By and large, crypto has surmounted some of the biggest stumbling blocks that other digital businesses still face. Cryptocurrency businesses are secure and private, mobile first, and agile.

Paying with cryptocurrency is quick, cheap, transparent, safe, and decentralised. Modern cryptocurrency payment systems include, as part of their standard offering, multi-currency operations (support of both digital and fiat currencies), custodial services, mobile conversions from crypto to fiat, and instant transactions. 

Online businesses looking to advance their models (whether that means increasing market share, improving customer acquisition, or investigating expansion) can use crypto to leapfrog their biggest barrier – the tedious, and complex user experience of buying goods from a foreign online business. 

In some cases, what should be a straightforward payment for goods becomes outright impossible because of the restrictions of a global financial system that won't (and can't) bend to suit the new digital landscape. 

Our single major drawback right now is mass adoption. It’s a classic chicken-and-egg scenario. Early adopters have embraced this new technology but they are often left with few places to spend their digital currency while businesses are hesitant to adopt a new payment method without demand from their customers. 

Price volatility is another drawback for B2B sellers, but cryptocurrency businesses are becoming increasingly proficient at mitigating this risk. Merchants do have choices in the cryptocurrencies they accept and there is a market for stable coins. 

Furthermore, the payment systems that are being built, deal with this volatility directly and ensure that merchants receive the value of the item that they are selling from the buyer. 

The volatility doesn't affect the transaction at the time of the sale and it doesn't affect the merchant afterwards either. If they choose to store their earnings in crypto, then they stand to make money if the price goes up. If they choose to hedge out of their crypto earnings then that's an easy step to take. 

As we see further global integration, there is no doubt that models will improve; this is the beauty of a financial system still growing and adapting. We are able to transform it into a system that reflects the wants and needs of its user base. 

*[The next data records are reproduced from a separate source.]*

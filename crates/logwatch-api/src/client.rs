// Backend HTTP client
//
// Wraps `reqwest::Client` with base-URL normalization and uniform
// response handling. Endpoint groups (error logs, containers, system)
// are implemented as inherent methods in separate files to keep this
// module focused on transport mechanics.

use serde::Serialize;
use serde::de::DeserializeOwned;
use tracing::debug;
use url::Url;

use crate::error::Error;
use crate::transport::TransportConfig;

/// Error body shape returned by the backend on failures: `{"error": "..."}`.
#[derive(serde::Deserialize)]
struct ErrorResponse {
    #[serde(default)]
    error: Option<String>,
    #[serde(default)]
    message: Option<String>,
}

/// Async client for the monitor's REST API under `/api/`.
///
/// Cheap to clone: the inner `reqwest::Client` is reference counted, so
/// each background fetch task gets its own handle.
#[derive(Debug, Clone)]
pub struct ApiClient {
    http: reqwest::Client,
    base_url: Url,
}

impl ApiClient {
    // ── Constructors ─────────────────────────────────────────────────

    /// Build a client for the backend at `base_url` (e.g. `http://localhost:5000`).
    pub fn new(base_url: &str, transport: &TransportConfig) -> Result<Self, Error> {
        let http = transport.build_client()?;
        Self::with_client(http, base_url)
    }

    /// Wrap an existing `reqwest::Client`.
    pub fn with_client(http: reqwest::Client, base_url: &str) -> Result<Self, Error> {
        let base_url = Self::normalize_base_url(base_url)?;
        Ok(Self { http, base_url })
    }

    /// The backend base URL, always ending in `/`.
    pub fn base_url(&self) -> &Url {
        &self.base_url
    }

    /// Ensure the path ends with a slash so relative joins append
    /// instead of replacing the last segment.
    ///
    /// `http://host:5000` → `http://host:5000/`
    /// `https://host/monitor` → `https://host/monitor/`
    fn normalize_base_url(raw: &str) -> Result<Url, Error> {
        let mut url = Url::parse(raw)?;
        let path = url.path().trim_end_matches('/').to_owned();
        url.set_path(&format!("{path}/"));
        url.set_query(None);
        Ok(url)
    }

    // ── URL builder ──────────────────────────────────────────────────

    /// Join a relative API path (e.g. `"errors/12"`) onto `{base}/api/`.
    pub(crate) fn url(&self, path: &str) -> Result<Url, Error> {
        Ok(self.base_url.join(&format!("api/{path}"))?)
    }

    // ── HTTP verbs ───────────────────────────────────────────────────

    pub(crate) async fn get<T: DeserializeOwned>(&self, path: &str) -> Result<T, Error> {
        let url = self.url(path)?;
        debug!("GET {url}");

        let resp = self.http.get(url).send().await?;
        self.handle_response(resp).await
    }

    pub(crate) async fn get_with_params<T: DeserializeOwned>(
        &self,
        path: &str,
        params: &[(&str, String)],
    ) -> Result<T, Error> {
        let url = self.url(path)?;
        debug!("GET {url} params={params:?}");

        let resp = self.http.get(url).query(params).send().await?;
        self.handle_response(resp).await
    }

    /// PUT a JSON body; the backend's success payload is ignored.
    pub(crate) async fn put_no_response<B: Serialize + Sync>(
        &self,
        path: &str,
        body: &B,
    ) -> Result<(), Error> {
        let url = self.url(path)?;
        debug!("PUT {url}");

        let resp = self.http.put(url).json(body).send().await?;
        self.handle_empty(resp).await
    }

    // ── Response handling ────────────────────────────────────────────

    async fn handle_response<T: DeserializeOwned>(
        &self,
        resp: reqwest::Response,
    ) -> Result<T, Error> {
        let status = resp.status();
        if status.is_success() {
            let body = resp.text().await?;
            serde_json::from_str(&body).map_err(|e| {
                let preview: String = body.chars().take(200).collect();
                Error::Deserialization {
                    message: format!("{e} (body preview: {preview:?})"),
                    body,
                }
            })
        } else {
            Err(self.parse_error(status, resp).await)
        }
    }

    async fn handle_empty(&self, resp: reqwest::Response) -> Result<(), Error> {
        let status = resp.status();
        if status.is_success() {
            Ok(())
        } else {
            Err(self.parse_error(status, resp).await)
        }
    }

    #[allow(clippy::unused_self)]
    async fn parse_error(&self, status: reqwest::StatusCode, resp: reqwest::Response) -> Error {
        let raw = resp.text().await.unwrap_or_default();

        let message = match serde_json::from_str::<ErrorResponse>(&raw) {
            Ok(ErrorResponse {
                error: Some(msg), ..
            })
            | Ok(ErrorResponse {
                message: Some(msg), ..
            }) => msg,
            _ if raw.is_empty() => status.to_string(),
            _ => raw.chars().take(200).collect(),
        };

        Error::Api {
            status: status.as_u16(),
            message,
        }
    }
}

#[cfg(test)]
#[allow(clippy::unwrap_used)]
mod tests {
    use super::*;

    fn client(base: &str) -> ApiClient {
        ApiClient::with_client(reqwest::Client::new(), base).unwrap()
    }

    #[test]
    fn base_url_gains_trailing_slash() {
        assert_eq!(client("http://localhost:5000").base_url().as_str(), "http://localhost:5000/");
        assert_eq!(
            client("https://ops.example.com/monitor").base_url().as_str(),
            "https://ops.example.com/monitor/"
        );
    }

    #[test]
    fn api_paths_are_joined_under_prefix() {
        let c = client("https://ops.example.com/monitor/");
        assert_eq!(
            c.url("errors/12/status").unwrap().as_str(),
            "https://ops.example.com/monitor/api/errors/12/status"
        );
    }

    #[test]
    fn invalid_base_url_is_rejected() {
        let result = ApiClient::with_client(reqwest::Client::new(), "not a url");
        assert!(matches!(result, Err(Error::InvalidUrl(_))));
    }
}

Digital currencies will change the way we transact in the future; and the restraints of our current financial system will become the nails in the coffin of traditional banking. As the world moves towards rapidly re-inventing itself in almost every other industry, why not finance and banking too? 

Will fiat money and traditional banks close their doors in the next five years? No. But just as the internet revolutionised banking two decades ago, so will cryptocurrency bring its own disruptions. Crypto has accomplished the feat of imagining and documenting a way for the world to be truly borderless. Right now, all you have to decide is whether to catch the wave early or watch it pass you by.